### EXERCISE GOAL
Within the records below is a range that opens at the line with "pub mod normalize;" and closes at the line with "use std::path::Path;". Return that range word for word, both ends included, and only that range.

----- EXTRACTED DATA -----

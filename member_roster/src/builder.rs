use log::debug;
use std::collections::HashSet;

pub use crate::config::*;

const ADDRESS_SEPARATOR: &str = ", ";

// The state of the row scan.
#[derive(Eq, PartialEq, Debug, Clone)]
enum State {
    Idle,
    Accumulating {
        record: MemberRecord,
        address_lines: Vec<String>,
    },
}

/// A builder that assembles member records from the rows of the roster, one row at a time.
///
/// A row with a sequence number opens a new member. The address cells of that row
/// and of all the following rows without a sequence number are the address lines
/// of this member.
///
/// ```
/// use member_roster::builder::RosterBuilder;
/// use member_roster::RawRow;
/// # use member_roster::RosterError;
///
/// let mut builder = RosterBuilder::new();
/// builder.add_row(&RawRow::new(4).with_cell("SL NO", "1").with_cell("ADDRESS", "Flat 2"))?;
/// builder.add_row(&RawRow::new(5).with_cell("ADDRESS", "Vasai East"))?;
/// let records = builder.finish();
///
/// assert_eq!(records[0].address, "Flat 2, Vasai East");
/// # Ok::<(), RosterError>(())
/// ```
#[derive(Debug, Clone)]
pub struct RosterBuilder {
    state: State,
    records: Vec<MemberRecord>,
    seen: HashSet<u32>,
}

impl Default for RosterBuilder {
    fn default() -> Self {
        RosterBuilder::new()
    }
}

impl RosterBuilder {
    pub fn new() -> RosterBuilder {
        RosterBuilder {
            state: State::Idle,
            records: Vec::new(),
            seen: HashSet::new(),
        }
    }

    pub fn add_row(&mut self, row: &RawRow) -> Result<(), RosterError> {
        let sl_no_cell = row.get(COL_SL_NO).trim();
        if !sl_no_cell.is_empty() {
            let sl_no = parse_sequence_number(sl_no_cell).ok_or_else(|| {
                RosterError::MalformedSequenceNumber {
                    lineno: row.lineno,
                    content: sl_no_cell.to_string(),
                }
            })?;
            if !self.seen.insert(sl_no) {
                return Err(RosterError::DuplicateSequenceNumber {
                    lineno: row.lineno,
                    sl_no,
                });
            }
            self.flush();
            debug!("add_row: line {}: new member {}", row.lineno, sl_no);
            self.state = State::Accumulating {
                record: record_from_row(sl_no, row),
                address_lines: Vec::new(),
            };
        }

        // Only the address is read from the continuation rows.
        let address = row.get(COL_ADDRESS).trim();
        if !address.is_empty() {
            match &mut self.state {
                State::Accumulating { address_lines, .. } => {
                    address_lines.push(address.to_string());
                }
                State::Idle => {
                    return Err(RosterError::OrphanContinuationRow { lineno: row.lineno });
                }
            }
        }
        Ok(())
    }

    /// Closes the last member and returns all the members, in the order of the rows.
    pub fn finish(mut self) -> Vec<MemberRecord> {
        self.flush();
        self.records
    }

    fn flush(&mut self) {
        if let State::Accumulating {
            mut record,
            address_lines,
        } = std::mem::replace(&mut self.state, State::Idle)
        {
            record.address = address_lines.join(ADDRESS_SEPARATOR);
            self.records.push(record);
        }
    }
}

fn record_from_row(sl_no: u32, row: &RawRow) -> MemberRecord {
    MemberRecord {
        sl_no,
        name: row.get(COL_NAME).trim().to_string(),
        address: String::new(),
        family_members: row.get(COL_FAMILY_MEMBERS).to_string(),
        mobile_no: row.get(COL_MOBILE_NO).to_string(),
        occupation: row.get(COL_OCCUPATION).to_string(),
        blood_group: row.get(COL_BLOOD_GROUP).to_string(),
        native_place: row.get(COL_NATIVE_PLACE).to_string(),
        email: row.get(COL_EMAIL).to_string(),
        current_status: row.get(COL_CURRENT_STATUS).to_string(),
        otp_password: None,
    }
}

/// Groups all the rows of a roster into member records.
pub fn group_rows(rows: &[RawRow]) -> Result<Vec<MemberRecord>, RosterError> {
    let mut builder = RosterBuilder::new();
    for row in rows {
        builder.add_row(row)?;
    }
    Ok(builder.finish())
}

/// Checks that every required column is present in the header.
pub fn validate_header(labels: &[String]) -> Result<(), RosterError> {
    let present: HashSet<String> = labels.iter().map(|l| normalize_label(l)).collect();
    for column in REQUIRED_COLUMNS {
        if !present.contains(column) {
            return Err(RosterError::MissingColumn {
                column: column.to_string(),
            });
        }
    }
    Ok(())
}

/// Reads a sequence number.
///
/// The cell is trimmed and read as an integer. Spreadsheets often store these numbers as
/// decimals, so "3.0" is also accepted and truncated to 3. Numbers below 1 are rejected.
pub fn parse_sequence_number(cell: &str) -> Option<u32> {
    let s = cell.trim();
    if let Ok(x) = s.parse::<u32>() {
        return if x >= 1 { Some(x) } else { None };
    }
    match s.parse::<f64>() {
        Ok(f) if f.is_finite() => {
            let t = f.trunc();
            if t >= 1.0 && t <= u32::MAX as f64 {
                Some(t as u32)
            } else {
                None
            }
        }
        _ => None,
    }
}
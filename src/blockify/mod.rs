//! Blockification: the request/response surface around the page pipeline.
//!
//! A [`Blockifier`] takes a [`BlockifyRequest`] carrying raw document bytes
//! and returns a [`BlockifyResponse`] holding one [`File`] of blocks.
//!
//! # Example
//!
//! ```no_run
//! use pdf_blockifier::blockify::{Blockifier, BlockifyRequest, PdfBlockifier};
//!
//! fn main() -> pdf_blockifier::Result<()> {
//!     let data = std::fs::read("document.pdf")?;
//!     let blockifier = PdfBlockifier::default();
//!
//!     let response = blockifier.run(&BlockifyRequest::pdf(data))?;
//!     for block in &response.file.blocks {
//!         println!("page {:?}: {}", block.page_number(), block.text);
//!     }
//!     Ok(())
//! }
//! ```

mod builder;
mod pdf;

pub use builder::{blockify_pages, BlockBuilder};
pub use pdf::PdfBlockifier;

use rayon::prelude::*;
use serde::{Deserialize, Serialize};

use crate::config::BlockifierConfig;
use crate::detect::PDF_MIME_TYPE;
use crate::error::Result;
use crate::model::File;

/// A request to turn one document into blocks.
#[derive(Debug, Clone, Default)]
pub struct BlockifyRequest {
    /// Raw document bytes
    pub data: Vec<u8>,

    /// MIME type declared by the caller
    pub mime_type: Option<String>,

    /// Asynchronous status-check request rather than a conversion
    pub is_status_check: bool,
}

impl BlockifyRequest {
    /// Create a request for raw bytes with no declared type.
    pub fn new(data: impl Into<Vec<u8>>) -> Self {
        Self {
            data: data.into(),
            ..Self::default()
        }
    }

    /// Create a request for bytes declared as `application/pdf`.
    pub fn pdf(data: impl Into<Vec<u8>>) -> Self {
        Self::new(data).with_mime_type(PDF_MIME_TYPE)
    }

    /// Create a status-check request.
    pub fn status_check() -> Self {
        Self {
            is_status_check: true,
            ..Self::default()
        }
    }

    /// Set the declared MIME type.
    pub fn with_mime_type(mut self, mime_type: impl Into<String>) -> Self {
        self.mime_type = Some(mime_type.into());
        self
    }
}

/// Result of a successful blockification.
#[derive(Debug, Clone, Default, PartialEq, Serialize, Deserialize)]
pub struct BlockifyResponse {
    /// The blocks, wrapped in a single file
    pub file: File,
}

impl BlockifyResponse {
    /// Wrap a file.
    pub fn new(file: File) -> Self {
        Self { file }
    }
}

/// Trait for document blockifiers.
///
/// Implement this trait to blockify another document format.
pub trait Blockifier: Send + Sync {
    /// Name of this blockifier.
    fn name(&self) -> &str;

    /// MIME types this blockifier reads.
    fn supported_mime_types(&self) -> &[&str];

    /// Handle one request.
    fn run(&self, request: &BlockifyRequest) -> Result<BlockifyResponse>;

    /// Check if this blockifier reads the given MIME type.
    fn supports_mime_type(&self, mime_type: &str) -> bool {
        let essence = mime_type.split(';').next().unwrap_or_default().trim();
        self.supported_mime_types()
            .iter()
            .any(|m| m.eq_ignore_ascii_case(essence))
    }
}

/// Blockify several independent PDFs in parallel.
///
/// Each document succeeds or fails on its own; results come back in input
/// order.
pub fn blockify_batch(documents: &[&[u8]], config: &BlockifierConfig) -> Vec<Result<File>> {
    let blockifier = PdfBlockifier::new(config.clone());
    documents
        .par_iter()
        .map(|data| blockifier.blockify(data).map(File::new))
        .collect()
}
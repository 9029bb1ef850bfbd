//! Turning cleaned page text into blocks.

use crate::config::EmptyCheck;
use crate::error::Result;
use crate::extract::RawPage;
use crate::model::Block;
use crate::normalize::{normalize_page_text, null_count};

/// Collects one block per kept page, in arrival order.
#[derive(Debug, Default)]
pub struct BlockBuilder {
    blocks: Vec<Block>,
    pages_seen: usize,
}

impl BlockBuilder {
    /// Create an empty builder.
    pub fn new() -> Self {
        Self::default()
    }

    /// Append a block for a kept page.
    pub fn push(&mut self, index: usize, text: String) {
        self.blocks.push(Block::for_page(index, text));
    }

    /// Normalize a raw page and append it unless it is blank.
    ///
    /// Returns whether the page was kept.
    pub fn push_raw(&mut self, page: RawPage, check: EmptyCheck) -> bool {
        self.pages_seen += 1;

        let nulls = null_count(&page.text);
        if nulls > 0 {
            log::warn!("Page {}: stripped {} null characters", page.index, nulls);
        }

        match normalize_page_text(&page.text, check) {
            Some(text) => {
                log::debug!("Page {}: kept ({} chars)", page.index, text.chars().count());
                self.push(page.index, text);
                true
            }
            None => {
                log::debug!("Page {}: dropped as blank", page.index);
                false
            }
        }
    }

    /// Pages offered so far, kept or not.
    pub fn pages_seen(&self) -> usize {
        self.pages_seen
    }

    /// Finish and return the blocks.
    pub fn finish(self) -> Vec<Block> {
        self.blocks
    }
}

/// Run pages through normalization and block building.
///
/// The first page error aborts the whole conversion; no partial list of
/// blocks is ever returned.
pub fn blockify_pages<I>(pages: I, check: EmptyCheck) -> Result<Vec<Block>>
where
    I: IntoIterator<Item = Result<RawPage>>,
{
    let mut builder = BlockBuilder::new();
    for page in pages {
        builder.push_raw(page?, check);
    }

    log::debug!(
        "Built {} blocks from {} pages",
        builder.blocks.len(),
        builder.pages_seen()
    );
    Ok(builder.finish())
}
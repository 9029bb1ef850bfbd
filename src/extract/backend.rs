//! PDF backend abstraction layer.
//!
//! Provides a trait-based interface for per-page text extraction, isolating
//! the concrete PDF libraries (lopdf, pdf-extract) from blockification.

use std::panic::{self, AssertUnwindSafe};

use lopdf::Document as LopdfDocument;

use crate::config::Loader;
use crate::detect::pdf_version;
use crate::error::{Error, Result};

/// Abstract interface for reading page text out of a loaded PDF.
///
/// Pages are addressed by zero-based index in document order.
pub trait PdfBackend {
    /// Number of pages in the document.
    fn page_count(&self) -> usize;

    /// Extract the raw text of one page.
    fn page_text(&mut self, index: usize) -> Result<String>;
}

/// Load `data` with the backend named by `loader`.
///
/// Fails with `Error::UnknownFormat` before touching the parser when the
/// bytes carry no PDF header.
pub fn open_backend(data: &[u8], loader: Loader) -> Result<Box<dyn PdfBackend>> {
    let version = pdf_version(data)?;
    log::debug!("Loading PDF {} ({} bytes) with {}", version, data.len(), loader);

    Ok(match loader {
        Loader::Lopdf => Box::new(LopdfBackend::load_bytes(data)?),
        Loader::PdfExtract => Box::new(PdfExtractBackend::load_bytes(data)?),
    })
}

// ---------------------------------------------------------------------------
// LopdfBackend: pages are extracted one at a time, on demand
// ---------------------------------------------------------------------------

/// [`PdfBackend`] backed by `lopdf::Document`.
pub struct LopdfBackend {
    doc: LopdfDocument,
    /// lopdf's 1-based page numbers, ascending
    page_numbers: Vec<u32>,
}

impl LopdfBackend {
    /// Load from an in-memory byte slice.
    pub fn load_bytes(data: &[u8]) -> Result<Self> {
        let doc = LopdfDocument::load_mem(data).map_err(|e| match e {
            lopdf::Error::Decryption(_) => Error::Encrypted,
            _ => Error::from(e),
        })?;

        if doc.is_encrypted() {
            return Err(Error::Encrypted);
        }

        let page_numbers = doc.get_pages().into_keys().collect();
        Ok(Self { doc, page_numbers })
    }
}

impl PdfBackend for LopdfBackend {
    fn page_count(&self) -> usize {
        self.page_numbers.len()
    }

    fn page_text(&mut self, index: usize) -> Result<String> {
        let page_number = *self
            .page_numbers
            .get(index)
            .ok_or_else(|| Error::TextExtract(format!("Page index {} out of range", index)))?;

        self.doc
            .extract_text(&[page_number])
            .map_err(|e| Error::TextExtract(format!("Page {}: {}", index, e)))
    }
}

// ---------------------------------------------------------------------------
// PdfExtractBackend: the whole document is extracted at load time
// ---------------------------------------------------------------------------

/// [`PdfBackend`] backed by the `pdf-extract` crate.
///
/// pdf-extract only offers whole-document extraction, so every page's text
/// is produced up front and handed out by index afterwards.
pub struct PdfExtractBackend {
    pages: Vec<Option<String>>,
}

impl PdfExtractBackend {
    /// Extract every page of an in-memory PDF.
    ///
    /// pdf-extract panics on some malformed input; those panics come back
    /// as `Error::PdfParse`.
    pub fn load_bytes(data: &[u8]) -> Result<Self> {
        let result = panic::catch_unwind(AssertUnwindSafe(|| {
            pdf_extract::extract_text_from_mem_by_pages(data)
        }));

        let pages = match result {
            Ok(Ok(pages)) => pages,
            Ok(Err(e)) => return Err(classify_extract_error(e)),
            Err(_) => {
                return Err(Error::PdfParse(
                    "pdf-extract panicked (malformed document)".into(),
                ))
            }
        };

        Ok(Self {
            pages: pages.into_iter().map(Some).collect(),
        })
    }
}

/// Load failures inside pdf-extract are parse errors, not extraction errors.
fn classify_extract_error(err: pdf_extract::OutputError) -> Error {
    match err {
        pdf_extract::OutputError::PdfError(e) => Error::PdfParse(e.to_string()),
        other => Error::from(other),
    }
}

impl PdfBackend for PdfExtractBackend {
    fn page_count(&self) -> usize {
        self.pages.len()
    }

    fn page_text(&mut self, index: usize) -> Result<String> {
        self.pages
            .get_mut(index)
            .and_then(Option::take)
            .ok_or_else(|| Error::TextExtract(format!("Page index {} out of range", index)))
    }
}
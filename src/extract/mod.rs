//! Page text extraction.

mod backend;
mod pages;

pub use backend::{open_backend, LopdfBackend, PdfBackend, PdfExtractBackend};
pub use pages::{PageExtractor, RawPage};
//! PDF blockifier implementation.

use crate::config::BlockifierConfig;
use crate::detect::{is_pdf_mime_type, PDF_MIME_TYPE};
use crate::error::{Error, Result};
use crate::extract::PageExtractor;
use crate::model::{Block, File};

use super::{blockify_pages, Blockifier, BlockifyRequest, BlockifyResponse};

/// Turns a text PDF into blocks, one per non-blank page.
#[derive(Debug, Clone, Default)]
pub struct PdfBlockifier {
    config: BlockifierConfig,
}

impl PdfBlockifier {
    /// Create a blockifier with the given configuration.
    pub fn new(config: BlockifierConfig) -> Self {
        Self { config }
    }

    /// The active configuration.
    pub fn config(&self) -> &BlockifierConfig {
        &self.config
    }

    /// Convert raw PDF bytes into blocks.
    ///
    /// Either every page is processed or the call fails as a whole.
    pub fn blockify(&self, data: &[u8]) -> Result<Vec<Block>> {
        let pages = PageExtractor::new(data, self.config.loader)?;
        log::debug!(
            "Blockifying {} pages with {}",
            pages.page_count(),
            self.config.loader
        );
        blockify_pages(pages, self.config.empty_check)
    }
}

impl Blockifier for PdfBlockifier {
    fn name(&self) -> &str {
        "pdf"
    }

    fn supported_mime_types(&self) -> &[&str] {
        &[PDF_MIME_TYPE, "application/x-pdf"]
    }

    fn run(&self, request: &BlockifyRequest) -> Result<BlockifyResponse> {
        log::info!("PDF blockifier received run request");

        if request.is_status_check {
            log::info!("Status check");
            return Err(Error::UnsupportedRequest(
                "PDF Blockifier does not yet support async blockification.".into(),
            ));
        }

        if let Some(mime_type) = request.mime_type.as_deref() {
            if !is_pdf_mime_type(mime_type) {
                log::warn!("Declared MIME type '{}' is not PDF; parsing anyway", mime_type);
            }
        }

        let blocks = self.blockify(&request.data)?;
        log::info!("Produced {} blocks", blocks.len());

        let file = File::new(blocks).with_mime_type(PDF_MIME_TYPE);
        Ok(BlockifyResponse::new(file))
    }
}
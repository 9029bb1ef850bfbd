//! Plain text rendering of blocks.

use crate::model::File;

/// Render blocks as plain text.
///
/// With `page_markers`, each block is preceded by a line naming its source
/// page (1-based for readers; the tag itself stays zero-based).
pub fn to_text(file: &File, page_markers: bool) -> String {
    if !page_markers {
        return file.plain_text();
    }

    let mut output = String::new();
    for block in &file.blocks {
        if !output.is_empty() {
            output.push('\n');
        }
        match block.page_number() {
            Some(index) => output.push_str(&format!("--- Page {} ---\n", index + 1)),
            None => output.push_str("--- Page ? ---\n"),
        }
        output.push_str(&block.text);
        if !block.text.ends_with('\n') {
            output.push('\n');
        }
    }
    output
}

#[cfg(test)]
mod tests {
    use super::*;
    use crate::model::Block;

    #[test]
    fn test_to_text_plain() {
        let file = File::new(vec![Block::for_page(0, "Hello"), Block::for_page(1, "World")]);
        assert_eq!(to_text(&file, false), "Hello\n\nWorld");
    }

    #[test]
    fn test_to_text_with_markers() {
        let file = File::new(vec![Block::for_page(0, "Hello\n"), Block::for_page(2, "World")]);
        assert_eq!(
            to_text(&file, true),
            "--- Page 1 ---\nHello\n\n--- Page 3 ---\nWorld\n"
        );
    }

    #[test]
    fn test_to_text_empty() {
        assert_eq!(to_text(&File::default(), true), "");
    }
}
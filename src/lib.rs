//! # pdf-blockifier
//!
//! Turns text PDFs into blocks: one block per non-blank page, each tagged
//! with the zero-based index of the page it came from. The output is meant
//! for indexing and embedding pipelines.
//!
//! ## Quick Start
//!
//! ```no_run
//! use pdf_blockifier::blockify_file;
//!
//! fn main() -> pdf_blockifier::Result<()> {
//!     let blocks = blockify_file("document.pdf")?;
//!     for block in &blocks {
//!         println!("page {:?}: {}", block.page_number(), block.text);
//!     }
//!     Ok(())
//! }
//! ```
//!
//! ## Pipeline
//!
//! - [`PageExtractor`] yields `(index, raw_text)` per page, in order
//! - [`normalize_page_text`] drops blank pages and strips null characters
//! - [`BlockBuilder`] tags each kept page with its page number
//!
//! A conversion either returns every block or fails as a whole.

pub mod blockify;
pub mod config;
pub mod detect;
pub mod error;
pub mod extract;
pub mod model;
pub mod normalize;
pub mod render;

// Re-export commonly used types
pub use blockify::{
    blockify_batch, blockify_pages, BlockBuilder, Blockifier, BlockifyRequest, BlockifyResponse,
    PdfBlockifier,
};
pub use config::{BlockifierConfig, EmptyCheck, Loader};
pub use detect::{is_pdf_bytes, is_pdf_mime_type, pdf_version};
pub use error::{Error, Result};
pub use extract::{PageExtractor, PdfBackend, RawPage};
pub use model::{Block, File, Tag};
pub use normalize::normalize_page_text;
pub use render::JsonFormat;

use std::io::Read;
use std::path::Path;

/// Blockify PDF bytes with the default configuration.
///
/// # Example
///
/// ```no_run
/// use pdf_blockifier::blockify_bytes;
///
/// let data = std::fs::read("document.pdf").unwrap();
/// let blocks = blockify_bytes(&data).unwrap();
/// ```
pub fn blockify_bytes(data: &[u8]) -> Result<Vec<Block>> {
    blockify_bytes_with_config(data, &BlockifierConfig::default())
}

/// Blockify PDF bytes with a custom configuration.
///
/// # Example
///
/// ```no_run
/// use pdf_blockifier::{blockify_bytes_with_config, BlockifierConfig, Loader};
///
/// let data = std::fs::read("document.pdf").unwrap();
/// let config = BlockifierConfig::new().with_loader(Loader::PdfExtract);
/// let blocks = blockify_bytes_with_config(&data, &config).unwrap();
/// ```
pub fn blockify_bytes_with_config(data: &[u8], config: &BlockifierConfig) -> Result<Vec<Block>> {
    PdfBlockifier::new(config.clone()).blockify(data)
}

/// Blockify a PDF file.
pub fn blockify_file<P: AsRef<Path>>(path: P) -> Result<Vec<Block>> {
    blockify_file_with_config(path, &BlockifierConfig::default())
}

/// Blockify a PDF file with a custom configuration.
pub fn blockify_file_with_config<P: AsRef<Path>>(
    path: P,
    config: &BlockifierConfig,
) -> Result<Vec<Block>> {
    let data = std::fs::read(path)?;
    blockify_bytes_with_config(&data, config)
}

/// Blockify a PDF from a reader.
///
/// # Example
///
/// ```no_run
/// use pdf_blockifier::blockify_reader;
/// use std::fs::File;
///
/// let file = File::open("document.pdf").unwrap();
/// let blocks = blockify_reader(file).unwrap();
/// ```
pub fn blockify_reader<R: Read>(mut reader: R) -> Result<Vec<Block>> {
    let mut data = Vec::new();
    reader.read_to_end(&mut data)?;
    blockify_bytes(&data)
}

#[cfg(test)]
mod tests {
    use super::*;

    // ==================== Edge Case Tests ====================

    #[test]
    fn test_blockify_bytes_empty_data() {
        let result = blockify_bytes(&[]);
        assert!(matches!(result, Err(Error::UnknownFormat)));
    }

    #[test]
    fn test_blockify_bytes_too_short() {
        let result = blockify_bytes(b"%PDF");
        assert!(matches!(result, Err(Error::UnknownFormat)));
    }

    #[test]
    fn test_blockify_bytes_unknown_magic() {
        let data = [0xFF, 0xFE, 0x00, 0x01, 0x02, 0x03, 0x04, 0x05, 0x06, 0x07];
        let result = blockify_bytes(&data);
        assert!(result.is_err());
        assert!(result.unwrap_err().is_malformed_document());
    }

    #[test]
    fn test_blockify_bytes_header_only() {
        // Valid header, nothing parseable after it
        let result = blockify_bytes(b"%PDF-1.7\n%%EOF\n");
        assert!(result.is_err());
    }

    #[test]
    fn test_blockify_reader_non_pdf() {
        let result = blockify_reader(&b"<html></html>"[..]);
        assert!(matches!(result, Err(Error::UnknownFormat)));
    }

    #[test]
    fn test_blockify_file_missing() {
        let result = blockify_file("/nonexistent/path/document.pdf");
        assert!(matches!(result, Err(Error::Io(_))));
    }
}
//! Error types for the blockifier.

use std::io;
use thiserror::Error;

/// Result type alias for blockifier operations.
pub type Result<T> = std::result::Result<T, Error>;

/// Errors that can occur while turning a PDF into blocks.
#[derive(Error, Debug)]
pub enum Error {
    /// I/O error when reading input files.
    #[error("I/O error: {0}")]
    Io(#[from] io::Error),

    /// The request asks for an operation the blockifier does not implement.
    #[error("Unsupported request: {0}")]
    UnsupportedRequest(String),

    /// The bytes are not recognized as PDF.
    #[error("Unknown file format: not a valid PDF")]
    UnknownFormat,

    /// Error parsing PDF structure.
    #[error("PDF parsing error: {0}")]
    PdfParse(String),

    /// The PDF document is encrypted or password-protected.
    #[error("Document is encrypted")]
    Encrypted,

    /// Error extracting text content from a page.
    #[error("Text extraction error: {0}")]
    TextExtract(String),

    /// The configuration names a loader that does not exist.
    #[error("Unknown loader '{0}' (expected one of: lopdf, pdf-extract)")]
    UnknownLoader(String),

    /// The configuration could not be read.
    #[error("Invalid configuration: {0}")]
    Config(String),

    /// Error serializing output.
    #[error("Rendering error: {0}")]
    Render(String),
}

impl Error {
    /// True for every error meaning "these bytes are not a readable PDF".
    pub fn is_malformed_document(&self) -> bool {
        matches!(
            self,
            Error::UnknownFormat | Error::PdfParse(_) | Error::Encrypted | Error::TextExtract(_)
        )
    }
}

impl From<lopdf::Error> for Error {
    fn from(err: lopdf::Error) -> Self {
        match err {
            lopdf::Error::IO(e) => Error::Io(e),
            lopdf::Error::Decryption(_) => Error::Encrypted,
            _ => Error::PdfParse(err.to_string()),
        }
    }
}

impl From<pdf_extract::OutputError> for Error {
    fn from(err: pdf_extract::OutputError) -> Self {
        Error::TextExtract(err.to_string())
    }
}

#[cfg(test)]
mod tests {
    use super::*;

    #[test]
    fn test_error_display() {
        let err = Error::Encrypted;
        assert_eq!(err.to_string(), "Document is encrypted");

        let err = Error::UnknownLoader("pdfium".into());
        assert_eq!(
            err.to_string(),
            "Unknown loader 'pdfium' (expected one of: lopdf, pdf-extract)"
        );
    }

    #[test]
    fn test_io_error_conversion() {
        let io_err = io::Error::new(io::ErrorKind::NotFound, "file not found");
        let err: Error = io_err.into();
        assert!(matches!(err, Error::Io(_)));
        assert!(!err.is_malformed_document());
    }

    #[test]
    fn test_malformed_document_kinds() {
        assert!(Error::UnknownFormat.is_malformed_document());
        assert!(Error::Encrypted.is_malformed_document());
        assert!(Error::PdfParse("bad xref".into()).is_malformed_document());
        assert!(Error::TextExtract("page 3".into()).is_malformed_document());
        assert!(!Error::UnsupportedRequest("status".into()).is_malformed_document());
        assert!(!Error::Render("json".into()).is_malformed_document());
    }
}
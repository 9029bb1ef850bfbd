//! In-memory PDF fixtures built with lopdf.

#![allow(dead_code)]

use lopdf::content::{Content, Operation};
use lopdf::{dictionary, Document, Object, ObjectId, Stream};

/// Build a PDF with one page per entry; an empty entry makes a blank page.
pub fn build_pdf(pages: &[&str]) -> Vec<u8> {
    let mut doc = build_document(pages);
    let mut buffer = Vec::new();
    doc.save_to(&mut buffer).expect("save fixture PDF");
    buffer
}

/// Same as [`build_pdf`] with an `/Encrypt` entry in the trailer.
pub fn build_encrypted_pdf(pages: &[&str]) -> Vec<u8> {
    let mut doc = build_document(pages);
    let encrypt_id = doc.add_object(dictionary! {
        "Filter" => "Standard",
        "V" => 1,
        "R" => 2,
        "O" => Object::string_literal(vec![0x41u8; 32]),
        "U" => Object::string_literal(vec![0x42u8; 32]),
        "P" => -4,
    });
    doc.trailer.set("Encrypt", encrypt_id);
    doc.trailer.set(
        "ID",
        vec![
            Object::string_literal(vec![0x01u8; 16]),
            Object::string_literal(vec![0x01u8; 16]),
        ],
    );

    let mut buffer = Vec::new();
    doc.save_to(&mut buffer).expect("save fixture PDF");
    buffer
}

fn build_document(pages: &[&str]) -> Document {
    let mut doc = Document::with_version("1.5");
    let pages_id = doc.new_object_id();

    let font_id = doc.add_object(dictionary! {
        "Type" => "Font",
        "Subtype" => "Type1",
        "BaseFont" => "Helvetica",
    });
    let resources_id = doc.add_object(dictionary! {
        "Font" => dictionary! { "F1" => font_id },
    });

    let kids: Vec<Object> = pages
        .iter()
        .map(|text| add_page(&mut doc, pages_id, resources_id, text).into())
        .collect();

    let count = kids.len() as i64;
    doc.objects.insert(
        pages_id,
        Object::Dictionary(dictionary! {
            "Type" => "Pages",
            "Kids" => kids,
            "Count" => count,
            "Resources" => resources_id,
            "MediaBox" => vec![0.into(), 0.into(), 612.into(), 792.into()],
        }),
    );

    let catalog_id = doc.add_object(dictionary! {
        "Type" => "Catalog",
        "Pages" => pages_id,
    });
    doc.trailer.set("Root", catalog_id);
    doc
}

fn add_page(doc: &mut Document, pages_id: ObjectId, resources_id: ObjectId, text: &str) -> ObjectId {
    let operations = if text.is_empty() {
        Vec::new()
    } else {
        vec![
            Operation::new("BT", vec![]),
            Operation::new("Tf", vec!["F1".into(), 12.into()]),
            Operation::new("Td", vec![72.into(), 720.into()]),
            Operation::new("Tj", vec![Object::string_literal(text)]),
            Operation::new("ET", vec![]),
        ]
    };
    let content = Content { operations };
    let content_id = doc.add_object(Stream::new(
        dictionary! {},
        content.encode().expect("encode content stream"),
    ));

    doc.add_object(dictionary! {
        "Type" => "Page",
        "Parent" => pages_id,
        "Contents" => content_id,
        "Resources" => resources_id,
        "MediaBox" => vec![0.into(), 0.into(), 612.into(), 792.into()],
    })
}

-----

### WRITTEN SOLUTION
pub mod normalize;
pub mod render;

// Re-export commonly used types
pub use blockify::{
    blockify_batch, blockify_pages, BlockBuilder, Blockifier, BlockifyRequest, BlockifyResponse,
    PdfBlockifier,
};
pub use config::{BlockifierConfig, EmptyCheck, Loader};
pub use detect::{is_pdf_bytes, is_pdf_mime_type, pdf_version};
pub use error::{Error, Result};
pub use extract::{PageExtractor, PdfBackend, RawPage};
pub use model::{Block, File, Tag};
pub use normalize::normalize_page_text;
pub use render::JsonFormat;

use std::io::Read;
use std::path::Path;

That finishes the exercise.